SUPPLIED DATA:
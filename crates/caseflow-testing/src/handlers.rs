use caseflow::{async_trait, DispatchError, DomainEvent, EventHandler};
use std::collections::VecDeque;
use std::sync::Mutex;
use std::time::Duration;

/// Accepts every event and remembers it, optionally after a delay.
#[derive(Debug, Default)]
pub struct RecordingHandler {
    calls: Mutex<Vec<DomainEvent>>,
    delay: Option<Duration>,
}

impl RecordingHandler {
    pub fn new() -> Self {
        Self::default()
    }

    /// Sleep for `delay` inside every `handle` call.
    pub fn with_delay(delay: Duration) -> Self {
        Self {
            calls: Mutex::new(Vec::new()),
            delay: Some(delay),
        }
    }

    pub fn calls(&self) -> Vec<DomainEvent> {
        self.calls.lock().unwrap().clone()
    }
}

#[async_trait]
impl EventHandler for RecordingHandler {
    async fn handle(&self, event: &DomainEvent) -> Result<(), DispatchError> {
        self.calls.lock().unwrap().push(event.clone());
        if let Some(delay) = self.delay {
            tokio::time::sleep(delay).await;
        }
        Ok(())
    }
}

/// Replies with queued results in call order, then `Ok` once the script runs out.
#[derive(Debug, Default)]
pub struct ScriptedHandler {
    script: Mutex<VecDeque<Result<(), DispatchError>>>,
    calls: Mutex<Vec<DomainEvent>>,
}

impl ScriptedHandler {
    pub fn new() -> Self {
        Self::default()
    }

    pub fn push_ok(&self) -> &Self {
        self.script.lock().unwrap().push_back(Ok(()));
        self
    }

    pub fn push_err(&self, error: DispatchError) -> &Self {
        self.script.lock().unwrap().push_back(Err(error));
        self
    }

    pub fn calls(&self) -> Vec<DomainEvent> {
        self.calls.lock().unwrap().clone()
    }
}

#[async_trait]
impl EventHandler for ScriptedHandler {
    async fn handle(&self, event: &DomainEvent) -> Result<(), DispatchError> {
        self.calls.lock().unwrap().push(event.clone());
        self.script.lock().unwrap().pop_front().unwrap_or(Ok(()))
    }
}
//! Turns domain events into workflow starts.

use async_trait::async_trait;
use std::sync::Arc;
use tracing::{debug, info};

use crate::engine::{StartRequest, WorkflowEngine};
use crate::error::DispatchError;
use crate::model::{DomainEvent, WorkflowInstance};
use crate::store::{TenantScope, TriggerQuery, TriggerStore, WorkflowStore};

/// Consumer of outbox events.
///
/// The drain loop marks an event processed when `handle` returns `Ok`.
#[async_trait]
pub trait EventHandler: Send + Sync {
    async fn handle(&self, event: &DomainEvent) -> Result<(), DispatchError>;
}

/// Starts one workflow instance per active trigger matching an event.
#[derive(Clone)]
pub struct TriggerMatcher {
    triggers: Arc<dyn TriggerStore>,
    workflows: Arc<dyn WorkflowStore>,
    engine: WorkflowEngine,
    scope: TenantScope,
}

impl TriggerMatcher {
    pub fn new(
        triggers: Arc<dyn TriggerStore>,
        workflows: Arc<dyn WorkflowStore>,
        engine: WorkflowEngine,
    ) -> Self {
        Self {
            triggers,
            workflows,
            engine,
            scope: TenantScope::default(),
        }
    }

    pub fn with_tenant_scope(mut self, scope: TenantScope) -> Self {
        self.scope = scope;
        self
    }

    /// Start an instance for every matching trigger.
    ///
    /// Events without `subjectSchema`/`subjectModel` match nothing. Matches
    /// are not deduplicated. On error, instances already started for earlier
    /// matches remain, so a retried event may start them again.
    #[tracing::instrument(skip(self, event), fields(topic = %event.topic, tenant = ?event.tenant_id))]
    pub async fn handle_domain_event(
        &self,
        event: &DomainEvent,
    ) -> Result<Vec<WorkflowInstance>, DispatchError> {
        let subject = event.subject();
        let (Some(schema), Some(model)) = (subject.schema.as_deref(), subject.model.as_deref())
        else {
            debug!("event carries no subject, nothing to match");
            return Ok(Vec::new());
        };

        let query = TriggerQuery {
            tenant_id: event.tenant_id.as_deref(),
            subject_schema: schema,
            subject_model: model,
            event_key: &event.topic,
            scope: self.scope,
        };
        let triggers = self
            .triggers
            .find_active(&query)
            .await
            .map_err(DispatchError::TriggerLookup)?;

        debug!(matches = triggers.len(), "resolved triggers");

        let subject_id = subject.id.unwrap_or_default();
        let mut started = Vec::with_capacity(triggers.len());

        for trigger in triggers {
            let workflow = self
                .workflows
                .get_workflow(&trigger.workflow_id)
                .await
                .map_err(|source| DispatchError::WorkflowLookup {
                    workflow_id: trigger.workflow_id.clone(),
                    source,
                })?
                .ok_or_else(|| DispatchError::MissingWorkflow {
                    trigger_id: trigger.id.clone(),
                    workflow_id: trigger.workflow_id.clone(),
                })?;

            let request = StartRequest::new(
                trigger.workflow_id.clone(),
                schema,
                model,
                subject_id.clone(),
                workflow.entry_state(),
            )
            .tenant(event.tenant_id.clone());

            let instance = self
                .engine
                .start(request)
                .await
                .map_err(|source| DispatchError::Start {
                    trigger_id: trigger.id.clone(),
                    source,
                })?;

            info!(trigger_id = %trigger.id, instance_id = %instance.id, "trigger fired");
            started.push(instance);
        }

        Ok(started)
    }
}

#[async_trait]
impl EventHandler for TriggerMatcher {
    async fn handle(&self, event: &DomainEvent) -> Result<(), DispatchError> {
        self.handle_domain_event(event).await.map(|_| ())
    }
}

* * *

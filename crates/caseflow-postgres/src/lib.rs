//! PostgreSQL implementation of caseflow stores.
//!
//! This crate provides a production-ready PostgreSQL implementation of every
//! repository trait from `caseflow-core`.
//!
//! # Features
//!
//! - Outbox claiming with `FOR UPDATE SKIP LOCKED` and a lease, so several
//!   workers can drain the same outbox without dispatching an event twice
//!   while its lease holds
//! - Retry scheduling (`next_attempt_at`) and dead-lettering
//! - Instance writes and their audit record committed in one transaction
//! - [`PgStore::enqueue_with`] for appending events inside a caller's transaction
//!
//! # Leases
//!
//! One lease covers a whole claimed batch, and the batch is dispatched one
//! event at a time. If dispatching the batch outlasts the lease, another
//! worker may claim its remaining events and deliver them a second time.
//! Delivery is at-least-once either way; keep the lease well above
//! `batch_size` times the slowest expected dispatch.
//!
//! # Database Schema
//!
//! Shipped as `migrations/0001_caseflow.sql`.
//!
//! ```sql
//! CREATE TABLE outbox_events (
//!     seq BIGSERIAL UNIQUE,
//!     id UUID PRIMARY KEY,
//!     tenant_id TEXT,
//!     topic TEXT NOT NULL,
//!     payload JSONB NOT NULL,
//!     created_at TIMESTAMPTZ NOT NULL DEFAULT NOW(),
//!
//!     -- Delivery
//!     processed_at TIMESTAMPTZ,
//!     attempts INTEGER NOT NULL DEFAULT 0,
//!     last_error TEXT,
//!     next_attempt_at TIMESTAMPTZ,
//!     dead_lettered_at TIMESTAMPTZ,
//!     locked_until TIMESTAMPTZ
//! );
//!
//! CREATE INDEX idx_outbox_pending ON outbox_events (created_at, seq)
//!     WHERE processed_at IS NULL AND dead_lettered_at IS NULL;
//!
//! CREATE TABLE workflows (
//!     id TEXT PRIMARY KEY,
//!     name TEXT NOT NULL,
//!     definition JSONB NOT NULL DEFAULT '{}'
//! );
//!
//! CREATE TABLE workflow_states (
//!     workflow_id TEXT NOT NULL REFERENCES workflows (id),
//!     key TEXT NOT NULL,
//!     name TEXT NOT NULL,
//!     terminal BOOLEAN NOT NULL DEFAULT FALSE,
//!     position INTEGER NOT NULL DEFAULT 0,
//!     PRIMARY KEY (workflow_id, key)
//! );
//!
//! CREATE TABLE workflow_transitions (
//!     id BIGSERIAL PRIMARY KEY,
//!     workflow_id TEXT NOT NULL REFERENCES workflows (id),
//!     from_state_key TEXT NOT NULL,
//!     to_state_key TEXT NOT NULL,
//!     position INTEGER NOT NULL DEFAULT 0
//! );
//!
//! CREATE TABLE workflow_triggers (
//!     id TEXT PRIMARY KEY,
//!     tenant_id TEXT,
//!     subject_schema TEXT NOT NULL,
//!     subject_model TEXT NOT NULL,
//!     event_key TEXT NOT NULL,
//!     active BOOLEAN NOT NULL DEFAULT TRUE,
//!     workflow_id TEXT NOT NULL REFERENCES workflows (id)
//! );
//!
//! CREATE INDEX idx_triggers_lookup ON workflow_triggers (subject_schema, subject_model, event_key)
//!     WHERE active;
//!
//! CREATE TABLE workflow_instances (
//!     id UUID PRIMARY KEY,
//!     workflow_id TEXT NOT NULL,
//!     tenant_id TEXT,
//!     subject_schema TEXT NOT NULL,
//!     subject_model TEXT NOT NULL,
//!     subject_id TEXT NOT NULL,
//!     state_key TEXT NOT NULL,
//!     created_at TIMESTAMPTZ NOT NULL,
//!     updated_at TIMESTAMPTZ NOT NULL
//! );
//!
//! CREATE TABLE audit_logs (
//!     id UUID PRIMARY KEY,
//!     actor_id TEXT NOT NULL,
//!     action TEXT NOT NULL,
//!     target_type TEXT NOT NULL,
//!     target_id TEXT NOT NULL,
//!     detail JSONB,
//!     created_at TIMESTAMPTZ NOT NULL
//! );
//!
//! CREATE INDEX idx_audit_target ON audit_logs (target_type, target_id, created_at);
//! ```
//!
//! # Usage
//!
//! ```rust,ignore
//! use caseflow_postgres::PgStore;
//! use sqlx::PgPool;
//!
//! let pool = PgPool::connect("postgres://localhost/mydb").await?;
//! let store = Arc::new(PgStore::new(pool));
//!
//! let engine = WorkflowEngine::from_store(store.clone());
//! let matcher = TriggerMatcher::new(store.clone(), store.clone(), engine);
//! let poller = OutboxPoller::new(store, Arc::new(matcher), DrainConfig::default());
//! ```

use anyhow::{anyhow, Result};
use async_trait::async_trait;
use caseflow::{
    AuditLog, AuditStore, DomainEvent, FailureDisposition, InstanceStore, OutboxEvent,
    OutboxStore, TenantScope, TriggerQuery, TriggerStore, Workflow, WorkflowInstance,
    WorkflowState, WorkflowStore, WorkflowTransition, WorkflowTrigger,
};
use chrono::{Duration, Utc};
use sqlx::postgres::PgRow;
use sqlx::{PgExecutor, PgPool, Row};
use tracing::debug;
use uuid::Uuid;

EXERCISE DESCRIPTION:
A single number is expected: how many lines in the entries above hold the word "WorkflowEngine".

WRITTEN SOLUTION:
4